#### Your objective:
I need the number of lines in the following entries that hold the word "never", and no other text.
Extracted material Block Start
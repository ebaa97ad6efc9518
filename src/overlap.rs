/*!
# Overlap predicate
Decides whether two CNV intervals "match".
There are two policies:
* `Tolerance` - both boundaries are expanded by a fixed margin, so near-adjacent calls match even with no true overlap
* `Fraction` - the true overlap must cover at least `min_fraction` of the *query* length

The fraction policy is asymmetric: the denominator is always the query interval.
A small call fully inside a large reference call has a fraction of 1.0, while the large call only covers a small fraction of itself.

## Example usage
```rust
use cnvbench::data_types::chromosome::Chromosome;
use cnvbench::data_types::cnv_record::GenomicRegion;
use cnvbench::overlap::{regions_overlap, OverlapPolicy};

let small = GenomicRegion::new(Chromosome::from(1), 100, 200);
let large = GenomicRegion::new(Chromosome::from(1), 100, 1000);
let policy = OverlapPolicy::Fraction { min_fraction: 0.5 };
assert!(regions_overlap(policy, &small, &large));
assert!(!regions_overlap(policy, &large, &small));
```
*/
use crate::data_types::cnv_record::GenomicRegion;

/// Default boundary expansion for tolerance matching, in bp
pub const DEFAULT_TOLERANCE: u64 = 50_000;
/// Default minimum covered fraction of the query for fraction matching
pub const DEFAULT_MIN_FRACTION: f64 = 0.5;

/// Controls how two intervals are compared
#[derive(Clone, Copy, Debug, PartialEq)]
pub enum OverlapPolicy {
    /// Match iff `start_b - tolerance <= end_a` and `end_b + tolerance >= start_a`
    Tolerance { tolerance: u64 },
    /// Match iff the true overlap is positive and covers at least `min_fraction` of the query length
    Fraction { min_fraction: f64 }
}

impl Default for OverlapPolicy {
    fn default() -> Self {
        OverlapPolicy::Tolerance { tolerance: DEFAULT_TOLERANCE }
    }
}

impl OverlapPolicy {
    /// The window (low, high) of coordinates a target must intersect to possibly match the query.
    /// This is used to pre-filter candidates from an interval index; the result is a hull, so the exact predicate must still be applied.
    pub fn candidate_window(&self, query: &GenomicRegion) -> (u64, u64) {
        let (low, high) = match self {
            OverlapPolicy::Tolerance { tolerance } => {
                (query.start().saturating_sub(*tolerance), query.end().saturating_add(*tolerance))
            },
            OverlapPolicy::Fraction { .. } => (query.start(), query.end())
        };
        (low.min(high), low.max(high))
    }
}

/// Returns true if `query` matches `target` under the given policy.
/// Regions on different chromosomes never match.
/// # Arguments
/// * `policy` - the comparison policy
/// * `query` - the interval being tested, A; its length is the denominator in fraction mode
/// * `target` - the interval being tested against, B
pub fn regions_overlap(policy: OverlapPolicy, query: &GenomicRegion, target: &GenomicRegion) -> bool {
    if query.chrom() != target.chrom() {
        return false;
    }

    match policy {
        OverlapPolicy::Tolerance { tolerance } => {
            // start_b - t <= end_a && end_b + t >= start_a, rearranged to stay unsigned
            target.start() <= query.end().saturating_add(tolerance) &&
                target.end().saturating_add(tolerance) >= query.start()
        },
        OverlapPolicy::Fraction { min_fraction } => {
            let query_length = match query.length() {
                Some(l) => l,
                // degenerate queries have no usable denominator
                None => return false
            };

            let overlap_end = query.end().min(target.end());
            let overlap_start = query.start().max(target.start());
            if overlap_end <= overlap_start {
                return false;
            }
            let overlap = overlap_end - overlap_start;
            overlap as f64 / query_length as f64 >= min_fraction
        }
    }
}
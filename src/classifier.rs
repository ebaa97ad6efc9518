/*!
# Fraction-based classifier
Labels every detected call as a true positive (TP) or false positive (FP) relative to a reference set.
A call is a TP if at least `min_fraction` of *its own* length is covered by any single reference call.
Only the existence of a match is observable, so the result does not depend on the order of either table.

Calls without coordinates are neither TP nor FP; they are returned separately as excluded.
*/
use rayon::prelude::*;

use crate::data_types::classification::{Classification, ClassifiedRecord};
use crate::data_types::cnv_record::CnvRecord;
use crate::data_types::cnv_table::CnvTable;
use crate::interval_index::IntervalIndex;
use crate::overlap::OverlapPolicy;

/// The disjoint TP / FP / excluded subsets of a detected table
#[derive(Clone, Debug, Default, Eq, PartialEq)]
pub struct ClassifiedCalls {
    true_positives: CnvTable,
    false_positives: CnvTable,
    excluded: CnvTable
}

impl ClassifiedCalls {
    // getters
    pub fn label(&self) -> &str {
        self.true_positives.label()
    }

    pub fn true_positives(&self) -> &CnvTable {
        &self.true_positives
    }

    pub fn false_positives(&self) -> &CnvTable {
        &self.false_positives
    }

    /// Calls without coordinates
    pub fn excluded(&self) -> &CnvTable {
        &self.excluded
    }

    /// Total number of calls that were classified, including the excluded ones
    pub fn total(&self) -> usize {
        self.true_positives.len() + self.false_positives.len() + self.excluded.len()
    }

    /// Copies of every call with the classification attached, in the original row order
    pub fn classified_records(&self) -> Vec<ClassifiedRecord> {
        let mut records: Vec<ClassifiedRecord> = self.true_positives.iter()
            .map(|r| ClassifiedRecord::new(r.clone(), Classification::TruePositive))
            .chain(self.false_positives.iter().map(|r| ClassifiedRecord::new(r.clone(), Classification::FalsePositive)))
            .chain(self.excluded.iter().map(|r| ClassifiedRecord::new(r.clone(), Classification::Unclassified)))
            .collect();
        records.sort_by_key(|cr| cr.record().row_index());
        records
    }
}

/// Classifies every record of `detected` against `reference`.
/// # Arguments
/// * `detected` - the calls to classify; each call is the query of the fraction predicate
/// * `reference` - the gold-standard calls
/// * `min_fraction` - minimum fraction of the call length that must be covered by one reference call
pub fn classify(detected: &CnvTable, reference: &CnvTable, min_fraction: f64) -> ClassifiedCalls {
    let policy = OverlapPolicy::Fraction { min_fraction };
    let reference_index = IntervalIndex::new(reference);

    let labels: Vec<Classification> = detected.records().par_iter()
        .map(|record| match record.region() {
            Some(region) => {
                if reference_index.any_match(policy, region) {
                    Classification::TruePositive
                } else {
                    Classification::FalsePositive
                }
            },
            None => Classification::Unclassified
        })
        .collect();

    let mut true_positives: Vec<CnvRecord> = vec![];
    let mut false_positives: Vec<CnvRecord> = vec![];
    let mut excluded: Vec<CnvRecord> = vec![];
    for (record, label) in detected.iter().zip(labels) {
        let bucket = match label {
            Classification::TruePositive => &mut true_positives,
            Classification::FalsePositive => &mut false_positives,
            Classification::Unclassified => &mut excluded
        };
        bucket.push(record.clone());
    }

    let label = detected.label().to_string();
    ClassifiedCalls {
        true_positives: CnvTable::new(label.clone(), true_positives),
        false_positives: CnvTable::new(label.clone(), false_positives),
        excluded: CnvTable::new(label, excluded)
    }
}
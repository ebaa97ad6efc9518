use anyhow::{bail, Context};
use calamine::{open_workbook_auto, Data, Reader};
use std::fs::File;
use std::path::Path;

use crate::data_types::cnv_table::CnvTable;
use crate::data_types::raw_table::RawTable;
use crate::parsing::normalizer::normalize;
use crate::parsing::schema::FieldMapping;

/// Loads a tabular file into memory.
/// Spreadsheets (.xlsx/.xls) are read from their first worksheet.
/// For text files, the delimiter is "," for .csv files and tab otherwise; a trailing .gz is decompressed transparently.
/// # Arguments
/// * `filename` - the .xlsx/.xls/.csv/.tsv(.gz) file to load
/// # Errors
/// * if the file is a compressed spreadsheet
/// * if the file cannot be opened or the content is invalid
pub fn load_raw_table(filename: &Path) -> anyhow::Result<RawTable> {
    let is_compressed = filename.extension().unwrap_or_default() == "gz";
    let inner_name = if is_compressed {
        Path::new(filename.file_stem().unwrap_or_default())
    } else {
        filename
    };
    let inner_ext = inner_name.extension()
        .map(|e| e.to_string_lossy().to_ascii_lowercase())
        .unwrap_or_default();

    if inner_ext == "xlsx" || inner_ext == "xls" {
        if is_compressed {
            bail!("Compressed spreadsheets are not supported, please decompress {filename:?}");
        }
        return load_spreadsheet(filename);
    }
    let delimiter: u8 = if inner_ext == "csv" { b',' } else { b'\t' };

    let file = File::open(filename)
        .with_context(|| format!("Error while opening {filename:?}:"))?;
    let fp: Box<dyn std::io::Read> = if is_compressed {
        Box::new(flate2::read::MultiGzDecoder::new(file))
    } else {
        Box::new(file)
    };

    let mut csv_reader = csv::ReaderBuilder::new()
        .delimiter(delimiter)
        .has_headers(true)
        .flexible(true) // exports frequently have ragged rows
        .from_reader(fp);

    let headers: Vec<String> = csv_reader.headers()
        .with_context(|| format!("Error while reading header of {filename:?}:"))?
        .iter()
        .enumerate()
        .map(|(i, h)| {
            // spreadsheet exports often start with a UTF-8 BOM
            let h = if i == 0 { h.trim_start_matches('\u{feff}') } else { h };
            h.trim().to_string()
        })
        .collect();

    let mut rows: Vec<Vec<String>> = vec![];
    for result in csv_reader.records() {
        let row = result.with_context(|| format!("Error while reading {filename:?}:"))?;
        rows.push(row.iter().map(|c| c.to_string()).collect());
    }

    Ok(RawTable::new(headers, rows))
}

/// Reads the first worksheet of a workbook; the first row holds the headers.
fn load_spreadsheet(filename: &Path) -> anyhow::Result<RawTable> {
    let mut workbook = open_workbook_auto(filename)
        .with_context(|| format!("Error while opening {filename:?}:"))?;
    let range = match workbook.worksheet_range_at(0) {
        Some(result) => result.with_context(|| format!("Error while reading first worksheet of {filename:?}:"))?,
        None => bail!("No worksheets found in {filename:?}")
    };

    let mut sheet_rows = range.rows();
    let headers: Vec<String> = match sheet_rows.next() {
        Some(row) => row.iter().map(|c| cell_to_string(c).trim().to_string()).collect(),
        None => vec![]
    };
    let rows: Vec<Vec<String>> = sheet_rows
        .map(|row| row.iter().map(cell_to_string).collect())
        .collect();

    Ok(RawTable::new(headers, rows))
}

/// Converts a worksheet cell into the text the delimited readers would have produced.
/// Whole-number floats lose the fraction, so a numeric 1000000 reads as "1000000".
fn cell_to_string(cell: &Data) -> String {
    match cell {
        Data::Empty => String::new(),
        Data::String(s) => s.clone(),
        Data::Float(f) if f.fract() == 0.0 && f.abs() < 1e15 => format!("{}", *f as i64),
        other => other.to_string()
    }
}

/// Loads a table from disk and normalizes it with the provided mapping.
/// # Arguments
/// * `filename` - the .xlsx/.xls/.csv/.tsv(.gz) file to load
/// * `mapping` - where the coordinates live in this file
/// * `label` - the source label
/// # Errors
/// * if the file fails to load
/// * if a mapped column is missing
pub fn load_cnv_table(filename: &Path, mapping: &FieldMapping, label: &str) -> anyhow::Result<CnvTable> {
    let raw = load_raw_table(filename)?;
    let table = normalize(&raw, mapping, label)
        .with_context(|| format!("Error while normalizing {filename:?}:"))?;
    Ok(table)
}
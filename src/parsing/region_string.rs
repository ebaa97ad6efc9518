use lazy_static::lazy_static;
use regex::Regex;

use crate::data_types::chromosome::Chromosome;
use crate::data_types::cnv_record::{GenomicRegion, RegionError};

lazy_static! {
    /// `[chr]<chrom>:<start>-<end>`; coordinates may carry dot (or comma) thousands separators.
    /// The chromosome is a number, X, Y, or M/MT.
    /// Only the start of the string is anchored, trailing annotations are ignored.
    static ref REGION_PATTERN: Regex = Regex::new(
        r"^\s*(?i:chr)?([0-9]+|(?i:x|y|mt?))\s*:\s*([0-9.,]+)\s*-\s*([0-9.,]+)"
    ).expect("region pattern is valid");
}

/// Parses a combined region string such as "chr7:1.234.567-1.400.000".
/// Separators are removed before integer conversion, so "12.345.678" is 12345678 and never a decimal.
/// # Arguments
/// * `raw` - the region string
/// # Errors
/// * `RegionError::MalformedRegion` if the string does not follow the pattern or a coordinate does not fit an integer
pub fn parse_region(raw: &str) -> Result<GenomicRegion, RegionError> {
    let malformed = || RegionError::MalformedRegion { raw: raw.to_string() };

    let captures = REGION_PATTERN.captures(raw).ok_or_else(malformed)?;
    let chrom = Chromosome::parse(&captures[1]).ok_or_else(malformed)?;
    let start = parse_grouped_integer(&captures[2]).ok_or_else(malformed)?;
    let end = parse_grouped_integer(&captures[3]).ok_or_else(malformed)?;
    Ok(GenomicRegion::new(chrom, start, end))
}

/// Strips all group separators and parses the remaining digits
fn parse_grouped_integer(token: &str) -> Option<u64> {
    let digits: String = token.chars()
        .filter(|c| *c != '.' && *c != ',')
        .collect();
    if digits.is_empty() {
        None
    } else {
        digits.parse().ok()
    }
}
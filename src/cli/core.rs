
use anyhow::{bail, ensure};
use clap::{Parser, Subcommand};
use lazy_static::lazy_static;
use std::collections::BTreeSet;
use std::path::{Path, PathBuf};

use crate::cli::benchmark::BenchmarkSettings;
use crate::cli::concordance::ConcordanceSettings;
use crate::parsing::schema::SchemaRegistry;

lazy_static! {
    /// Stores the full version string we plan to use, which is generated in build.rs
    /// # Examples
    /// * `0.3.1-6bb9635-dirty` - while on a dirty branch
    /// * `0.3.1-6bb9635` - with a fresh commit
    pub static ref FULL_VERSION: String = format!("{}-{}", env!("CARGO_PKG_VERSION"), env!("VERGEN_GIT_DESCRIBE"));
}

/// Shared after help string containing the legalese.
pub const AFTER_HELP: &str = "This program comes with ABSOLUTELY NO WARRANTY; it is intended for
Research Use Only and not for use in diagnostic procedures.";

#[derive(Parser)]
#[clap(author,
    version = &**FULL_VERSION,
    about,
    after_help = AFTER_HELP)]
#[command(propagate_version = true)]
pub struct Cli {
    #[command(subcommand)]
    pub command: Commands
}

/// cnvbench, a tool for comparing CNV calls across tools and against a gold standard.
/// Select a subcommand to see more usage information:
#[derive(Subcommand)]
pub enum Commands {
    /// Finds the CNVs common to all inputs and unique to each input
    Concordance(Box<ConcordanceSettings>),
    /// Scores one or more tools against a gold standard
    Benchmark(Box<BenchmarkSettings>)
}

pub fn get_cli() -> Cli {
    Cli::parse()
}

/// Checks if a file exists and will otherwise exit
/// # Arguments
/// * `filename` - the file path to check for
/// * `label` - the label to use for error messages
pub fn check_required_filename(filename: &Path, label: &str) -> anyhow::Result<()> {
    if !filename.exists() {
        bail!("{} does not exist: \"{}\"", label, filename.display());
    }
    Ok(())
}

/// Checks if an optional file exists, if it was provided
/// # Arguments
/// * `opt_filename` - the optional file path to check for
/// * `label` - the label to use for error messages
pub fn check_optional_filename(opt_filename: Option<&Path>, label: &str) -> anyhow::Result<()> {
    if let Some(filename) = opt_filename {
        check_required_filename(filename, label)?;
    }
    Ok(())
}

/// Default label for an input file, which is the file name without extensions
pub fn default_tag(filename: &Path) -> String {
    let name = filename.file_name()
        .map(|n| n.to_string_lossy().to_string())
        .unwrap_or_default();
    match name.split_once('.') {
        Some((stem, _ext)) if !stem.is_empty() => stem.to_string(),
        _ => name
    }
}

/// Fills in missing schemas and tags for a list of inputs, and verifies that tags are unique.
/// Missing schemas default to `default_schema`, missing tags default to the file stem.
/// # Arguments
/// * `filenames` - the input files
/// * `schemas` - the user provided schemas, may be shorter than `filenames`
/// * `tags` - the user provided tags, may be shorter than `filenames`
/// * `default_schema` - schema used when none was provided
pub fn fill_input_metadata(filenames: &[PathBuf], schemas: &mut Vec<String>, tags: &mut Vec<String>, default_schema: &str) -> anyhow::Result<()> {
    ensure!(schemas.len() <= filenames.len(), "More schemas ({}) than inputs ({})", schemas.len(), filenames.len());
    ensure!(tags.len() <= filenames.len(), "More tags ({}) than inputs ({})", tags.len(), filenames.len());

    schemas.resize(filenames.len(), default_schema.to_string());
    for filename in filenames.iter().skip(tags.len()) {
        tags.push(default_tag(filename));
    }

    let mut seen: BTreeSet<&str> = Default::default();
    for tag in tags.iter() {
        ensure!(!tag.is_empty(), "Input tags must not be empty");
        ensure!(seen.insert(tag.as_str()), "Duplicate input tag: {tag:?}, provide unique tags with --tag");
    }
    Ok(())
}

/// Verifies that every schema name is registered
/// # Arguments
/// * `schemas` - the schema names to check
/// * `schema_config` - optional JSON with extra schema definitions
pub fn check_schemas(schemas: &[String], schema_config: Option<&Path>) -> anyhow::Result<SchemaRegistry> {
    let registry = SchemaRegistry::load(schema_config)?;
    for schema in schemas.iter() {
        if registry.get(schema).is_none() {
            bail!("Unknown schema {schema:?}, expected one of: {}", registry.names().join(", "));
        }
    }
    Ok(registry)
}

#[cfg(test)]
mod tests {
    use super::*;

    #[test]
    fn test_default_tag() {
        assert_eq!(default_tag(Path::new("/data/run1/genomestudio.csv")), "genomestudio");
        assert_eq!(default_tag(Path::new("calls.tsv.gz")), "calls");
        assert_eq!(default_tag(Path::new("gold")), "gold");
        assert_eq!(default_tag(Path::new(".hidden")), ".hidden");
    }

    #[test]
    fn test_fill_input_metadata() {
        let filenames = vec![PathBuf::from("a/gs.csv"), PathBuf::from("b/nx.tsv"), PathBuf::from("c/om.csv")];
        let mut schemas = vec!["genomestudio".to_string(), "nxclinical".to_string()];
        let mut tags = vec!["GS".to_string()];
        fill_input_metadata(&filenames, &mut schemas, &mut tags, "standard").unwrap();
        assert_eq!(schemas, vec!["genomestudio", "nxclinical", "standard"]);
        assert_eq!(tags, vec!["GS", "nx", "om"]);

        let filenames = vec![PathBuf::from("a/calls.csv"), PathBuf::from("b/calls.csv")];
        let result = fill_input_metadata(&filenames, &mut vec![], &mut vec![], "standard");
        assert!(result.is_err());
    }

    #[test]
    fn test_check_schemas() {
        assert!(check_schemas(&["omer".to_string(), "standard".to_string()], None).is_ok());
        assert!(check_schemas(&["GenomeStudio".to_string(), "NXCLINICAL".to_string()], None).is_ok());
        let err = check_schemas(&["cnvkit".to_string()], None).unwrap_err();
        assert!(err.to_string().contains("Unknown schema"));

        let config = PathBuf::from("test_data/schema_config.json");
        assert!(check_schemas(&["cnvkit".to_string()], Some(&config)).is_ok());
    }
}
/*!
# CLI module
Command line interface functionality that is specific to cnvbench.
*/

/// The main CLI module that contains the top-level CLI parser and help text
pub mod core;
/// The benchmark CLI subcommand
pub mod benchmark;
/// The concordance CLI subcommand
pub mod concordance;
Extracted material Block End
#### The completed task:
2